TO DO:
Please output the entries below without altering a single character.

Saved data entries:
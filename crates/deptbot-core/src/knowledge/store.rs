//! Enum-keyed, immutable lookup table of department facts.
//!
//! Record fields are `'static` data compiled into the binary; missing fields
//! are an expected state (an empty slice or `None`), not an error.

use serde::{Deserialize, Serialize};

/// Closed set of department identifiers the classifier can resolve to.
#[derive(Debug, Clone, Copy, PartialEq, Eq, Hash, Serialize, Deserialize)]
#[serde(rename_all = "snake_case")]
pub enum DepartmentId {
    ComputerScience,
    ElectricalEngineering,
    MechanicalEngineering,
    CivilEngineering,
    Architecture,
    /// Synthetic bucket for cross-cutting facts (campus-wide admission, fees).
    General,
}

impl DepartmentId {
    /// Stable identifier string (wire/logging form).
    pub fn as_str(&self) -> &'static str {
        match self {
            Self::ComputerScience => "computer_science",
            Self::ElectricalEngineering => "electrical_engineering",
            Self::MechanicalEngineering => "mechanical_engineering",
            Self::CivilEngineering => "civil_engineering",
            Self::Architecture => "architecture",
            Self::General => "general",
        }
    }

    /// Index into the [`KnowledgeBase`] record table.
    #[inline]
    fn index(&self) -> usize {
        *self as usize
    }

    /// All identifiers in table order.
    pub fn all() -> [Self; 6] {
        [
            Self::ComputerScience,
            Self::ElectricalEngineering,
            Self::MechanicalEngineering,
            Self::CivilEngineering,
            Self::Architecture,
            Self::General,
        ]
    }
}

impl std::fmt::Display for DepartmentId {
    fn fmt(&self, f: &mut std::fmt::Formatter<'_>) -> std::fmt::Result {
        f.write_str(self.as_str())
    }
}

/// One department's facts. Every field is optional; an empty slice means the
/// department has no data for that field and the composer falls back to
/// generic prose (or to the `General` record, for admission and fees).
#[derive(Debug, Clone, Serialize)]
pub struct DepartmentRecord {
    pub name: Option<&'static str>,
    pub facilities: &'static [&'static str],
    pub courses: &'static [&'static str],
    pub admission: &'static [&'static str],
    pub fees: &'static [&'static str],
    pub description: Option<&'static str>,
}

const EMPTY: DepartmentRecord = DepartmentRecord {
    name: None,
    facilities: &[],
    courses: &[],
    admission: &[],
    fees: &[],
    description: None,
};

/// Read-only table of [`DepartmentRecord`]s keyed by [`DepartmentId`].
/// Constructed once before any query is processed and never mutated.
pub struct KnowledgeBase {
    records: [DepartmentRecord; 6],
}

impl KnowledgeBase {
    /// Builds the full table. Indexing must match [`DepartmentId::all`] order.
    pub fn new() -> Self {
        let computer_science = DepartmentRecord {
            name: Some("Computer Science Department"),
            facilities: &[
                "Advanced Computing Lab with high-performance workstations",
                "Network Security Lab with Cisco equipment",
                "AI & Machine Learning Research Center",
                "Software Engineering Lab with development tools",
                "Database Management Systems Lab",
                "Computer Architecture and Organization Lab",
            ],
            courses: &[
                "Bachelor of Science in Computer Science",
                "Bachelor of Science in Software Engineering",
                "Bachelor of Science in Information Technology",
                "Master of Science in Computer Science",
                "PhD in Computer Science",
                "Data Science and Machine Learning Specialization",
            ],
            admission: &[
                "Minimum 60% marks in Intermediate/FSC",
                "UET Entry Test passing score",
                "Mathematics and Physics in intermediate",
                "Interview for merit-based selection",
            ],
            description: Some(
                "The Department of Computer Science offers cutting-edge programs in computing, \
                 software development, and information technology.",
            ),
            ..EMPTY
        };

        let electrical_engineering = DepartmentRecord {
            name: Some("Electrical Engineering Department"),
            facilities: &[
                "Power Systems and High Voltage Lab",
                "Electronics and Circuit Design Lab",
                "Control Systems and Automation Lab",
                "Telecommunications and Signal Processing Lab",
                "Electrical Machines and Drives Lab",
                "Renewable Energy Research Center",
            ],
            courses: &[
                "Bachelor of Science in Electrical Engineering",
                "Bachelor of Science in Electronics Engineering",
                "Master of Science in Power Systems",
                "Master of Science in Electronics",
                "PhD in Electrical Engineering",
            ],
            admission: &[
                "Minimum 60% marks in Intermediate/FSC",
                "Physics, Chemistry, and Mathematics required",
                "UET Entry Test qualification",
                "Pre-engineering background preferred",
            ],
            ..EMPTY
        };

        let mechanical_engineering = DepartmentRecord {
            name: Some("Mechanical Engineering Department"),
            facilities: &[
                "Thermodynamics and Heat Transfer Lab",
                "Fluid Mechanics and Hydraulics Lab",
                "Manufacturing and Workshop",
                "CAD/CAM Design Center",
                "Materials Testing Lab",
                "Automotive Engineering Lab",
            ],
            ..EMPTY
        };

        let civil_engineering = DepartmentRecord {
            name: Some("Civil Engineering Department"),
            facilities: &[
                "Structural Engineering Lab",
                "Concrete and Materials Testing Lab",
                "Surveying and Geomatics Lab",
                "Environmental Engineering Lab",
                "Transportation Engineering Lab",
                "Geotechnical Engineering Lab",
            ],
            ..EMPTY
        };

        let architecture = DepartmentRecord {
            name: Some("Architecture Department"),
            facilities: &[
                "Architectural Design Studio",
                "Building Information Modeling (BIM) Lab",
                "Model Making Workshop",
                "Urban Planning Studio",
                "Digital Fabrication Lab",
                "Environmental Design Research Center",
            ],
            ..EMPTY
        };

        let general = DepartmentRecord {
            admission: &[
                "Application through UET admission portal",
                "Entry test for all engineering programs",
                "Intermediate/FSC with minimum 60% marks",
                "Merit-based selection",
                "Interview for certain departments",
            ],
            fees: &[
                "Tuition fee: Approximately $2,000 per semester for undergraduate programs",
                "Lab charges: $100-200 per semester",
                "Hostel fee: $500 per semester (if applicable)",
                "Security deposit: $200 (one-time, refundable)",
            ],
            ..EMPTY
        };

        Self {
            records: [
                computer_science,
                electrical_engineering,
                mechanical_engineering,
                civil_engineering,
                architecture,
                general,
            ],
        }
    }

    /// Returns the record for the given department.
    #[inline]
    pub fn get(&self, id: DepartmentId) -> &DepartmentRecord {
        &self.records[id.index()]
    }

    /// Shortcut for the cross-cutting `General` record.
    #[inline]
    pub fn general(&self) -> &DepartmentRecord {
        self.get(DepartmentId::General)
    }
}

impl Default for KnowledgeBase {
    fn default() -> Self {
        Self::new()
    }
}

TASK SOLUTION:
filename crates/deptbot-core/src/knowledge/store.rs
//! Enum-keyed, immutable lookup table of department facts.
//!
//! Record fields are `'static` data compiled into the binary; missing fields
//! are an expected state (an empty slice or `None`), not an error.

use serde::{Deserialize, Serialize};

/// Closed set of department identifiers the classifier can resolve to.
#[derive(Debug, Clone, Copy, PartialEq, Eq, Hash, Serialize, Deserialize)]
#[serde(rename_all = "snake_case")]
pub enum DepartmentId {
    ComputerScience,
    ElectricalEngineering,
    MechanicalEngineering,
    CivilEngineering,
    Architecture,
    /// Synthetic bucket for cross-cutting facts (campus-wide admission, fees).
    General,
}

impl DepartmentId {
    /// Stable identifier string (wire/logging form).
    pub fn as_str(&self) -> &'static str {
        match self {
            Self::ComputerScience => "computer_science",
            Self::ElectricalEngineering => "electrical_engineering",
            Self::MechanicalEngineering => "mechanical_engineering",
            Self::CivilEngineering => "civil_engineering",
            Self::Architecture => "architecture",
            Self::General => "general",
        }
    }

    /// Index into the [`KnowledgeBase`] record table.
    #[inline]
    fn index(&self) -> usize {
        *self as usize
    }

    /// All identifiers in table order.
    pub fn all() -> [Self; 6] {
        [
            Self::ComputerScience,
            Self::ElectricalEngineering,
            Self::MechanicalEngineering,
            Self::CivilEngineering,
            Self::Architecture,
            Self::General,
        ]
    }
}

impl std::fmt::Display for DepartmentId {
    fn fmt(&self, f: &mut std::fmt::Formatter<'_>) -> std::fmt::Result {
        f.write_str(self.as_str())
    }
}

/// One department's facts. Every field is optional; an empty slice means the
/// department has no data for that field and the composer falls back to
/// generic prose (or to the `General` record, for admission and fees).
#[derive(Debug, Clone, Serialize)]
pub struct DepartmentRecord {
    pub name: Option<&'static str>,
    pub facilities: &'static [&'static str],
    pub courses: &'static [&'static str],
    pub admission: &'static [&'static str],
    pub fees: &'static [&'static str],
    pub description: Option<&'static str>,
}

const EMPTY: DepartmentRecord = DepartmentRecord {
    name: None,
    facilities: &[],
    courses: &[],
    admission: &[],
    fees: &[],
    description: None,
};

/// Read-only table of [`DepartmentRecord`]s keyed by [`DepartmentId`].
/// Constructed once before any query is processed and never mutated.
pub struct KnowledgeBase {
    records: [DepartmentRecord; 6],
}

impl KnowledgeBase {
    /// Builds the full table. Indexing must match [`DepartmentId::all`] order.
    pub fn new() -> Self {
        let computer_science = DepartmentRecord {
            name: Some("Computer Science Department"),
            facilities: &[
                "Advanced Computing Lab with high-performance workstations",
                "Network Security Lab with Cisco equipment",
                "AI & Machine Learning Research Center",
                "Software Engineering Lab with development tools",
                "Database Management Systems Lab",
                "Computer Architecture and Organization Lab",
            ],
            courses: &[
                "Bachelor of Science in Computer Science",
                "Bachelor of Science in Software Engineering",
                "Bachelor of Science in Information Technology",
                "Master of Science in Computer Science",
                "PhD in Computer Science",
                "Data Science and Machine Learning Specialization",
            ],
            admission: &[
                "Minimum 60% marks in Intermediate/FSC",
                "UET Entry Test passing score",
                "Mathematics and Physics in intermediate",
                "Interview for merit-based selection",
            ],
            description: Some(
                "The Department of Computer Science offers cutting-edge programs in computing, \
                 software development, and information technology.",
            ),
            ..EMPTY
        };

        let electrical_engineering = DepartmentRecord {
            name: Some("Electrical Engineering Department"),
            facilities: &[
                "Power Systems and High Voltage Lab",
                "Electronics and Circuit Design Lab",
                "Control Systems and Automation Lab",
                "Telecommunications and Signal Processing Lab",
                "Electrical Machines and Drives Lab",
                "Renewable Energy Research Center",
            ],
            courses: &[
                "Bachelor of Science in Electrical Engineering",
                "Bachelor of Science in Electronics Engineering",
                "Master of Science in Power Systems",
                "Master of Science in Electronics",
                "PhD in Electrical Engineering",
            ],
            admission: &[
                "Minimum 60% marks in Intermediate/FSC",
                "Physics, Chemistry, and Mathematics required",
                "UET Entry Test qualification",
                "Pre-engineering background preferred",
            ],
            ..EMPTY
        };

        let mechanical_engineering = DepartmentRecord {
            name: Some("Mechanical Engineering Department"),
            facilities: &[
                "Thermodynamics and Heat Transfer Lab",
                "Fluid Mechanics and Hydraulics Lab",
                "Manufacturing and Workshop",
                "CAD/CAM Design Center",
                "Materials Testing Lab",
                "Automotive Engineering Lab",
            ],
            ..EMPTY
        };

        let civil_engineering = DepartmentRecord {
            name: Some("Civil Engineering Department"),
            facilities: &[
                "Structural Engineering Lab",
                "Concrete and Materials Testing Lab",
                "Surveying and Geomatics Lab",
                "Environmental Engineering Lab",
                "Transportation Engineering Lab",
                "Geotechnical Engineering Lab",
            ],
            ..EMPTY
        };

        let architecture = DepartmentRecord {
            name: Some("Architecture Department"),
            facilities: &[
                "Architectural Design Studio",
                "Building Information Modeling (BIM) Lab",
                "Model Making Workshop",
                "Urban Planning Studio",
                "Digital Fabrication Lab",
                "Environmental Design Research Center",
            ],
            ..EMPTY
        };

        let general = DepartmentRecord {
            admission: &[
                "Application through UET admission portal",
                "Entry test for all engineering programs",
                "Intermediate/FSC with minimum 60% marks",
                "Merit-based selection",
                "Interview for certain departments",
            ],
            fees: &[
                "Tuition fee: Approximately $2,000 per semester for undergraduate programs",
                "Lab charges: $100-200 per semester",
                "Hostel fee: $500 per semester (if applicable)",
                "Security deposit: $200 (one-time, refundable)",
            ],
            ..EMPTY
        };

        Self {
            records: [
                computer_science,
                electrical_engineering,
                mechanical_engineering,
                civil_engineering,
                architecture,
                general,
            ],
        }
    }

    /// Returns the record for the given department.
    #[inline]
    pub fn get(&self, id: DepartmentId) -> &DepartmentRecord {
        &self.records[id.index()]
    }

    /// Shortcut for the cross-cutting `General` record.
    #[inline]
    pub fn general(&self) -> &DepartmentRecord {
        self.get(DepartmentId::General)
    }
}

impl Default for KnowledgeBase {
    fn default() -> Self {
        Self::new()
    }
}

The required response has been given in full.